DESCRIPTION OF THE TASK —
Only some lines are wanted. Transcribe, exactly, the lines below from the line with "pub struct DotfileStore" up to and including the line with "let home = dirs::home_dir()".

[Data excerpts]
_ _ _ _
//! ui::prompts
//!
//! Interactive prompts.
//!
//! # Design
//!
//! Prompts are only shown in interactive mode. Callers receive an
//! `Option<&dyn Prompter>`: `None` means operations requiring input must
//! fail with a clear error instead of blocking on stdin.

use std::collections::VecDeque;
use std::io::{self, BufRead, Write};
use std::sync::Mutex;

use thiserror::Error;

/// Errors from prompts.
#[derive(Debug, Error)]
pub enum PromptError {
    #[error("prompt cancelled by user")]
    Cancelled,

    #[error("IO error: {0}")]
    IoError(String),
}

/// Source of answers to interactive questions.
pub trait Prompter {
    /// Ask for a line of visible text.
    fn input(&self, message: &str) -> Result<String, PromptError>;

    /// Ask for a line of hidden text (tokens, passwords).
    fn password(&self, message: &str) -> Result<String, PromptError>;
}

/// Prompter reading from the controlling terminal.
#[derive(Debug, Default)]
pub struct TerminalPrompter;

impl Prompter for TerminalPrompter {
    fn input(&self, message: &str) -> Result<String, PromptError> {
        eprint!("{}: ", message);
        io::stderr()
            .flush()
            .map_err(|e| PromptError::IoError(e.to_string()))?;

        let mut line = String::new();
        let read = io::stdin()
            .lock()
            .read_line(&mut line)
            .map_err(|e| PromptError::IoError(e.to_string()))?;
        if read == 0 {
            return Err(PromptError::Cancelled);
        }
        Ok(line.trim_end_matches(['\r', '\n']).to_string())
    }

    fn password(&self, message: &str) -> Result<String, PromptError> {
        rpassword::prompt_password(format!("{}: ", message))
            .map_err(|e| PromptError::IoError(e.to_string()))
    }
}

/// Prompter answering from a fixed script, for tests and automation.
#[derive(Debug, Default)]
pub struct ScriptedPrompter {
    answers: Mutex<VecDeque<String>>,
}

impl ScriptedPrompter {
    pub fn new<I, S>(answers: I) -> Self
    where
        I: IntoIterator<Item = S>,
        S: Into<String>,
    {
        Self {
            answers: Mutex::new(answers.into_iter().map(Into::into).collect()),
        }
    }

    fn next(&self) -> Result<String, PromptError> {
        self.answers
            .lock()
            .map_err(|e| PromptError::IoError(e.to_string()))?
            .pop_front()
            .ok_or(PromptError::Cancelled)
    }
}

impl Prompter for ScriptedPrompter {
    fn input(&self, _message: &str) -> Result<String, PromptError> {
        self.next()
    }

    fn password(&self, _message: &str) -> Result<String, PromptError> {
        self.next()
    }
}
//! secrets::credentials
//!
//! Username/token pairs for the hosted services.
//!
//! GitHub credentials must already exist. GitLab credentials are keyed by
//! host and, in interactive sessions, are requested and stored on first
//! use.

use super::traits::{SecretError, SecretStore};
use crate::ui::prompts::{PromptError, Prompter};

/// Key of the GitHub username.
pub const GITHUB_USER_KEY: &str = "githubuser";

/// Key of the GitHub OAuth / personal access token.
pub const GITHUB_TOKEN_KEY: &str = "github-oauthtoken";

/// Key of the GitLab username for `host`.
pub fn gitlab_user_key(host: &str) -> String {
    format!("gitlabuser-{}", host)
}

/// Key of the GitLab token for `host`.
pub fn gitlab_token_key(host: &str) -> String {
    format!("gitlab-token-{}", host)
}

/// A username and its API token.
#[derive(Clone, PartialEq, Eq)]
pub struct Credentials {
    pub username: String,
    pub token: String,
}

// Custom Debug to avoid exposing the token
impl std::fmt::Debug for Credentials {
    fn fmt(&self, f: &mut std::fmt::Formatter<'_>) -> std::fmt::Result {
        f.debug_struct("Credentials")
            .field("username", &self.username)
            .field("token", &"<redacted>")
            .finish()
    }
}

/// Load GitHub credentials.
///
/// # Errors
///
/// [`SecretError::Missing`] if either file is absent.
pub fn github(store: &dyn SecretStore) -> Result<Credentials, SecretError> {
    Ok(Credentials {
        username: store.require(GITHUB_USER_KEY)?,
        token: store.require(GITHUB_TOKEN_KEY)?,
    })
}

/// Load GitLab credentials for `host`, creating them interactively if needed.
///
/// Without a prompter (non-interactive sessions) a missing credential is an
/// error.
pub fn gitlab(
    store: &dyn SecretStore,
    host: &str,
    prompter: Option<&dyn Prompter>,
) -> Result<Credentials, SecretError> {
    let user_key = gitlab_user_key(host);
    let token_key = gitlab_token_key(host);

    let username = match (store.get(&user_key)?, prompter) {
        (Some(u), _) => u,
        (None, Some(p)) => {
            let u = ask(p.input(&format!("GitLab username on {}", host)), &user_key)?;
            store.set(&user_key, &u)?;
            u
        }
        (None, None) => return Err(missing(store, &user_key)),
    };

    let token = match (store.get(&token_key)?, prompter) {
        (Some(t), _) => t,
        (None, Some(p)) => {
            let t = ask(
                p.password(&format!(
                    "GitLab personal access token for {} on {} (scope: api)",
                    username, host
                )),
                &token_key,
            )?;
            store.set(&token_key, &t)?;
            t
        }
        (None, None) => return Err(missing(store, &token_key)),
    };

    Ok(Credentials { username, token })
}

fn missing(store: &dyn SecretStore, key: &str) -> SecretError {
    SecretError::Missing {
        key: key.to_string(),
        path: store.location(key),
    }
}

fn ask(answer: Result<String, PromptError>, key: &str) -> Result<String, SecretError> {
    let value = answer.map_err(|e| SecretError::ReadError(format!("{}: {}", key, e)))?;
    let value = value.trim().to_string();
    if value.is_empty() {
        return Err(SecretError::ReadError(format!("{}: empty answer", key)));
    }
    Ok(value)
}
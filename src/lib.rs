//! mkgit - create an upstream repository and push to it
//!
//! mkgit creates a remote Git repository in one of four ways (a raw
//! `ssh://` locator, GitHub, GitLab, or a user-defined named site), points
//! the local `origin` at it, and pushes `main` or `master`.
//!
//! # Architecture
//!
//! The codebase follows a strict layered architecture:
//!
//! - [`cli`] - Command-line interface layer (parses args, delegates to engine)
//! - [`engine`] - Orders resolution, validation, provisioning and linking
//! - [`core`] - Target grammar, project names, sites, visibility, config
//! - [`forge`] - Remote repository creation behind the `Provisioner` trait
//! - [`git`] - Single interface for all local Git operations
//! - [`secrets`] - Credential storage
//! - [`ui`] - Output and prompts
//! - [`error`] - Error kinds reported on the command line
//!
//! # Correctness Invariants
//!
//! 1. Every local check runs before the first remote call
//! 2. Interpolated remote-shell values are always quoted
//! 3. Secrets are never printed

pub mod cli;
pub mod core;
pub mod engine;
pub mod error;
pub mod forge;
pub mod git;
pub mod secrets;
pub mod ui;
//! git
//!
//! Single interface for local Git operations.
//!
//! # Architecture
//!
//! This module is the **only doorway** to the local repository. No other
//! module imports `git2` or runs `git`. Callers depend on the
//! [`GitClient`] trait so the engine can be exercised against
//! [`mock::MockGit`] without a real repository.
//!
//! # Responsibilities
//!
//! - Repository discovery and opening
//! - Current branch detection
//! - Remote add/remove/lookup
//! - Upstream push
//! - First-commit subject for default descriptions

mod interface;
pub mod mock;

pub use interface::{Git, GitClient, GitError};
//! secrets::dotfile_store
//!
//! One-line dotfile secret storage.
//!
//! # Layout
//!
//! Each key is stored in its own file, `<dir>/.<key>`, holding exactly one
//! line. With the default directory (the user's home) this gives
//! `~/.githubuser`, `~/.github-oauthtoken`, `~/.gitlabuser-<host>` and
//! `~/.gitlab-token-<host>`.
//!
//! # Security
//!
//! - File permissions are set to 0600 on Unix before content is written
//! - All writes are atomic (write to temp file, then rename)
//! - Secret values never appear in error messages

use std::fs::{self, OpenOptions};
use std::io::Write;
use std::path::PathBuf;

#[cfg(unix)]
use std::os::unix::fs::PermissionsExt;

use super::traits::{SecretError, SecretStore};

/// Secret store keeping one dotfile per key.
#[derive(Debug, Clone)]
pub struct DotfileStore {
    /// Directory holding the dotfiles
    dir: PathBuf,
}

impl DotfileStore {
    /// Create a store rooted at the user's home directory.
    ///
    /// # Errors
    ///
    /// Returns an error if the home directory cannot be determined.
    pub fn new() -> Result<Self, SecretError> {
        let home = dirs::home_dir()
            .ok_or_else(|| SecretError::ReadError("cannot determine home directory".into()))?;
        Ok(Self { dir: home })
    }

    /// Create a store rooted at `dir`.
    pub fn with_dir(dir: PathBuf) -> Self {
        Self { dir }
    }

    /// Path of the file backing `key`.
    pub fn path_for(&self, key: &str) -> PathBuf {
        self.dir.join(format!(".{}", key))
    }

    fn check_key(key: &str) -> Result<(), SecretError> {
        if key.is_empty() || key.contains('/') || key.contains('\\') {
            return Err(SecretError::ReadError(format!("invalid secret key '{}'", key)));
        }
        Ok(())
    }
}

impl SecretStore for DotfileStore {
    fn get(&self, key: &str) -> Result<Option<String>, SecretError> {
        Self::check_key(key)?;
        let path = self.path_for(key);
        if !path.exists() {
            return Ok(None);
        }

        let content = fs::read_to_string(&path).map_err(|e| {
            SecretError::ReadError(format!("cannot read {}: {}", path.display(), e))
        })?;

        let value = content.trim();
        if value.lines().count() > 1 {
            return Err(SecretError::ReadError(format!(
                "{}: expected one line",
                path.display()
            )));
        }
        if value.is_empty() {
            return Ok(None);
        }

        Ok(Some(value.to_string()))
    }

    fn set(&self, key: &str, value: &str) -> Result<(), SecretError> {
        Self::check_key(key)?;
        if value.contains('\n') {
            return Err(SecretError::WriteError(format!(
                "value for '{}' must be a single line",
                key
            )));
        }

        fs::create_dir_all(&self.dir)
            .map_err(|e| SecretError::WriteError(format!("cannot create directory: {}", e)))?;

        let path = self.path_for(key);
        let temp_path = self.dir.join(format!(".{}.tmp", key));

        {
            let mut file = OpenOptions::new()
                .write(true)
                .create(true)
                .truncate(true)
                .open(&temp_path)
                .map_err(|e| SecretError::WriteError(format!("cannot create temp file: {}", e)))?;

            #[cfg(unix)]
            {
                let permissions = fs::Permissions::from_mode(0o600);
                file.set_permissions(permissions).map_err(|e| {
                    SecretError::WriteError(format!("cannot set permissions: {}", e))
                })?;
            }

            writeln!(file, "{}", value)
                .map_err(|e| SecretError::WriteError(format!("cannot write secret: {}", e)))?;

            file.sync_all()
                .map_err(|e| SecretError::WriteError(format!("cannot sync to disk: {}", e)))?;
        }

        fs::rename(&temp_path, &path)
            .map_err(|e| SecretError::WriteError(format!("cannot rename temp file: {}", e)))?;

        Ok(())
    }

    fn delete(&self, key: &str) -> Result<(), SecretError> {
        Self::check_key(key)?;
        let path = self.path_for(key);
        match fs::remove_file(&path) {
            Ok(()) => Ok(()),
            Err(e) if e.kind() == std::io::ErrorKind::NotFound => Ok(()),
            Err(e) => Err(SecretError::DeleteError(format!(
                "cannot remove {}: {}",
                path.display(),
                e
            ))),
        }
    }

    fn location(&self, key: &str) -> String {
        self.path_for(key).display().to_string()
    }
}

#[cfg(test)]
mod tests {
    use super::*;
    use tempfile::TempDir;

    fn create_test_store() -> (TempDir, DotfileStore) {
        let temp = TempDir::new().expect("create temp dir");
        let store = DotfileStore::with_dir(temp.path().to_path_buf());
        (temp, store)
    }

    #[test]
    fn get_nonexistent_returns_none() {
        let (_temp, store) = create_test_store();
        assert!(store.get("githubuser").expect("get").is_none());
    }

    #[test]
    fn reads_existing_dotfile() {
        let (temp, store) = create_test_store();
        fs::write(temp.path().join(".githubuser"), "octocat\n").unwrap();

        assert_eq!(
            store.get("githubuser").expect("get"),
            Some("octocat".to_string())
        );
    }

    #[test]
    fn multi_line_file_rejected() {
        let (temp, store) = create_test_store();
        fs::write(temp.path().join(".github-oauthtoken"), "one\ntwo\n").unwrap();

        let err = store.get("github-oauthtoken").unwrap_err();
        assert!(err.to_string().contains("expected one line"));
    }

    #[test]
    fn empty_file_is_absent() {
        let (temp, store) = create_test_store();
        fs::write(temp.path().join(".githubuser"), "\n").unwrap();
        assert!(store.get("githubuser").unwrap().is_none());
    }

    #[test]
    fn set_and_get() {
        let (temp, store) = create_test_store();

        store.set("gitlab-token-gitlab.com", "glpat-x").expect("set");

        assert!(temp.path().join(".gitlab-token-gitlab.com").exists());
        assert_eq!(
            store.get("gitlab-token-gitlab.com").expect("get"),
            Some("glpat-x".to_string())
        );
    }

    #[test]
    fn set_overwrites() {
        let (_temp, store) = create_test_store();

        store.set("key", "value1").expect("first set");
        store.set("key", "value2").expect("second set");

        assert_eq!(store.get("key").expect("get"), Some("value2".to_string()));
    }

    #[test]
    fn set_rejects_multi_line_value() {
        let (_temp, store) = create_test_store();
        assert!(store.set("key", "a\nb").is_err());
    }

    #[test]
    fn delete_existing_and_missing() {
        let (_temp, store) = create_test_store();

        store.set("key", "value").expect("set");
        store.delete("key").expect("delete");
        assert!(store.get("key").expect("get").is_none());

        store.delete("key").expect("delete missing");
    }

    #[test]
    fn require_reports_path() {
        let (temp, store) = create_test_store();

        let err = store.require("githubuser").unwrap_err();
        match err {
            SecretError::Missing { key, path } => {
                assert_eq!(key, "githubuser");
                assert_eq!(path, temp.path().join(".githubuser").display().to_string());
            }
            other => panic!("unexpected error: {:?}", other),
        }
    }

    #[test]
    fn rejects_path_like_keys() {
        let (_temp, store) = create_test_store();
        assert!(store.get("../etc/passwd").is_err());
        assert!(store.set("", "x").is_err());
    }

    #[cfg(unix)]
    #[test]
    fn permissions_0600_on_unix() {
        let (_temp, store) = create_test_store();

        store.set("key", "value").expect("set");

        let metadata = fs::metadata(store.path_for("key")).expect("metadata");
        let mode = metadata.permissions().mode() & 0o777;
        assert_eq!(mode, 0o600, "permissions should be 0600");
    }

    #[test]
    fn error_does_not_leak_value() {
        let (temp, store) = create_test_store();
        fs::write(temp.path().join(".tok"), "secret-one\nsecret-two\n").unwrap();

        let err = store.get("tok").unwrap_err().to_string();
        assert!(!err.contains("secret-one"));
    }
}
_ _ _ _
ANSWER SECTION —
pub struct DotfileStore {
    /// Directory holding the dotfiles
    dir: PathBuf,
}

impl DotfileStore {
    /// Create a store rooted at the user's home directory.
    ///
    /// # Errors
    ///
    /// Returns an error if the home directory cannot be determined.
    pub fn new() -> Result<Self, SecretError> {
        let home = dirs::home_dir()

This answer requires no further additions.